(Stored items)
►
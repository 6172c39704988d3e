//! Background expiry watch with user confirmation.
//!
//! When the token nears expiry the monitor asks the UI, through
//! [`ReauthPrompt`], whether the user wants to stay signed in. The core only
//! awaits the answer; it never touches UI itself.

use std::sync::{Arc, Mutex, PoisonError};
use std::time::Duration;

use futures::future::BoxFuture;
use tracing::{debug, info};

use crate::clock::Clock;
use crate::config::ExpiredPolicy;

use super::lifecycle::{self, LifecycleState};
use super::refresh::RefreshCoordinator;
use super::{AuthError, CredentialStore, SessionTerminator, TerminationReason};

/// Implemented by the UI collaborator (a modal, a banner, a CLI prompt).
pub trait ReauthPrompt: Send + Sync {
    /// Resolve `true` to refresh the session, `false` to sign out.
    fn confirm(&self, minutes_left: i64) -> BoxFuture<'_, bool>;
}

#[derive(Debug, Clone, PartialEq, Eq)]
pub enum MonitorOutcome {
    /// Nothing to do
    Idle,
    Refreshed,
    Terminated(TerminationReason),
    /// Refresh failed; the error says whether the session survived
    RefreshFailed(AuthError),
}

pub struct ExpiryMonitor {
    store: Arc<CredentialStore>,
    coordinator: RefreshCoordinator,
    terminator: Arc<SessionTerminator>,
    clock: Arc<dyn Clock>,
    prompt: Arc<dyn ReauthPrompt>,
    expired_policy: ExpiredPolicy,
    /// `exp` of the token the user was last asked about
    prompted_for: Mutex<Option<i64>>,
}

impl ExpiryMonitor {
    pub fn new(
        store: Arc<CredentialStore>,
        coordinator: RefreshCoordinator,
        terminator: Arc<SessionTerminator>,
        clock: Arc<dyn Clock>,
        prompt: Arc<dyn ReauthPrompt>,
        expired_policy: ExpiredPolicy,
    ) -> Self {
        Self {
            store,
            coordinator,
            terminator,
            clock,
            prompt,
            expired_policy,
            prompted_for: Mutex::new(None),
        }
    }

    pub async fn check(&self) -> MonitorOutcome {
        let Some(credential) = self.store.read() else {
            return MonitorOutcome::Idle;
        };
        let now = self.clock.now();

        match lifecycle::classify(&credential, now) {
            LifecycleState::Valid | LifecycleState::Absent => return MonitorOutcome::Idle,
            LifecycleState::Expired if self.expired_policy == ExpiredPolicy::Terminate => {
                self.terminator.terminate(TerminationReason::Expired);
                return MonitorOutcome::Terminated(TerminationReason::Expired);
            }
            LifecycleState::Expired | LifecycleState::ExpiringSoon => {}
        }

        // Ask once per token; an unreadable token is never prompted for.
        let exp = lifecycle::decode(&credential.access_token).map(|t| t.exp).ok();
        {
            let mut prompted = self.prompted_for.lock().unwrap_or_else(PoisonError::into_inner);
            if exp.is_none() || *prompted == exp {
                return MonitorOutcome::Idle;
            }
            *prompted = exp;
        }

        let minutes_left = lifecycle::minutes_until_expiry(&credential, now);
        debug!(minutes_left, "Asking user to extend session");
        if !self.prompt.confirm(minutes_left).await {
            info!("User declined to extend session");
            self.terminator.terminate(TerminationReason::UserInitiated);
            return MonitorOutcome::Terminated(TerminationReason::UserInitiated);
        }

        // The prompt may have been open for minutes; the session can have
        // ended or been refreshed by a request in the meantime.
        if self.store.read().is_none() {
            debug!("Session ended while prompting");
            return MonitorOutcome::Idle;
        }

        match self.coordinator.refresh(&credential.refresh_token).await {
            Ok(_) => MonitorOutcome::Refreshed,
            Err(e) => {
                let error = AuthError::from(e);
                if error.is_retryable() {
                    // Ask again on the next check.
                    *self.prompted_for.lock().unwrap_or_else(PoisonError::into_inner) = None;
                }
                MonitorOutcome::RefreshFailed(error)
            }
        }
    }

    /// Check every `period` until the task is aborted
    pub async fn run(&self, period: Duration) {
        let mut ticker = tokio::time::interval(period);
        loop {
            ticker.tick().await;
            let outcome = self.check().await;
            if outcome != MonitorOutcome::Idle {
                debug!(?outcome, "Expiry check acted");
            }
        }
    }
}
◄
►
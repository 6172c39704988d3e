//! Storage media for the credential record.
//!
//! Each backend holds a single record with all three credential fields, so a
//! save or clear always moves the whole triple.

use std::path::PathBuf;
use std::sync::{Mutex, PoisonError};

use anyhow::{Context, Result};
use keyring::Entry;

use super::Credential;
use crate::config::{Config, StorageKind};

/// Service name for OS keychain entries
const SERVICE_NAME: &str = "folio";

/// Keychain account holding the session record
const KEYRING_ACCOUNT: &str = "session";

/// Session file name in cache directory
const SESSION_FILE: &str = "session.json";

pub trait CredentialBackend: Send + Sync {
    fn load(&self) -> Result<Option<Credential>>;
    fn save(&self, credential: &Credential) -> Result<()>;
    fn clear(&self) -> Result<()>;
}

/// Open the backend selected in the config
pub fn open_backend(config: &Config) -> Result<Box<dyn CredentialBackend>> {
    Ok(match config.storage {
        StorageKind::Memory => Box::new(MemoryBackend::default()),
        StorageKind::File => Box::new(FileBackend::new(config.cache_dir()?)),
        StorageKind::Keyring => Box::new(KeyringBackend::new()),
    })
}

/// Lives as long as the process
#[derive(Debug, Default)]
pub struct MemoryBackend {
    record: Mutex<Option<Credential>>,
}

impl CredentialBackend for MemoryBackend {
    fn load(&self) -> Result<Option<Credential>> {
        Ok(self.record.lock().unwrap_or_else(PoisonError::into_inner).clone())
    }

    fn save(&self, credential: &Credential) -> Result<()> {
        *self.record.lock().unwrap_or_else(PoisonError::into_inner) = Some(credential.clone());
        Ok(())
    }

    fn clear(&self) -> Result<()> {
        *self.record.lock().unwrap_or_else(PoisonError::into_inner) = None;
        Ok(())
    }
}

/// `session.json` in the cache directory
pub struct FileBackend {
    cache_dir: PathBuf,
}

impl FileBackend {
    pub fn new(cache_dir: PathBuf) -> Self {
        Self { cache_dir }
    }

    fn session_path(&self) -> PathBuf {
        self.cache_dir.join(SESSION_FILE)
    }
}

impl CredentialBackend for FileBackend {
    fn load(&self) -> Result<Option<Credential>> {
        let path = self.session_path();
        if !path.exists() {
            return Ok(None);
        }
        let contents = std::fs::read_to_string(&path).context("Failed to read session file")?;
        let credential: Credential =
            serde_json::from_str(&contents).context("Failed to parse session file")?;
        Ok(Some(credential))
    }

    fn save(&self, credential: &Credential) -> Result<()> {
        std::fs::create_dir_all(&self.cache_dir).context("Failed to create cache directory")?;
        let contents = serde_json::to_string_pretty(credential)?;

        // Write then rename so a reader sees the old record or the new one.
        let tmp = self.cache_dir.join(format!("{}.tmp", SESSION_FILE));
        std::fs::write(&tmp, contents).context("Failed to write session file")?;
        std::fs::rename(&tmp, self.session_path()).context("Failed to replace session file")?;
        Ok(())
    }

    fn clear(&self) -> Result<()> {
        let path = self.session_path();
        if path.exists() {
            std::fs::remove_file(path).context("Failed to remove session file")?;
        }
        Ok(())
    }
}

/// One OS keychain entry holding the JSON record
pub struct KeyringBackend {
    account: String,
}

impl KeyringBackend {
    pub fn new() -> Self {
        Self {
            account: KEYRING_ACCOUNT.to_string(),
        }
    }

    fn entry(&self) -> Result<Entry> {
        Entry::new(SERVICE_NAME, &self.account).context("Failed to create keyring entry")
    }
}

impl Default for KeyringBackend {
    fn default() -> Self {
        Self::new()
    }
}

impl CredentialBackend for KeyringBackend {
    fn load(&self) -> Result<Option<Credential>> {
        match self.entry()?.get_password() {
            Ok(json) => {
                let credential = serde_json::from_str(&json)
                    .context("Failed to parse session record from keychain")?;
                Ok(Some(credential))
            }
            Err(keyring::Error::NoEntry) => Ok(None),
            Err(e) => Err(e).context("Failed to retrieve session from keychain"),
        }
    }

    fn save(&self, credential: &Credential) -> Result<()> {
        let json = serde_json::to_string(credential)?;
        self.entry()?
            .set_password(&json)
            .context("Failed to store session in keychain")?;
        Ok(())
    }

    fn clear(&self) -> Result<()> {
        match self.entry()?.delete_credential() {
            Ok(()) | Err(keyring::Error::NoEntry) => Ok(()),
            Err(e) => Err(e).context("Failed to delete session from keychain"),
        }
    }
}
◄
• Problem description
Write down every line of the data above that includes the string "CredentialStore".

• The completed task
use super::{AuthError, CredentialStore, SessionTerminator, TerminationReason};
    store: Arc<CredentialStore>,
        store: Arc<CredentialStore>,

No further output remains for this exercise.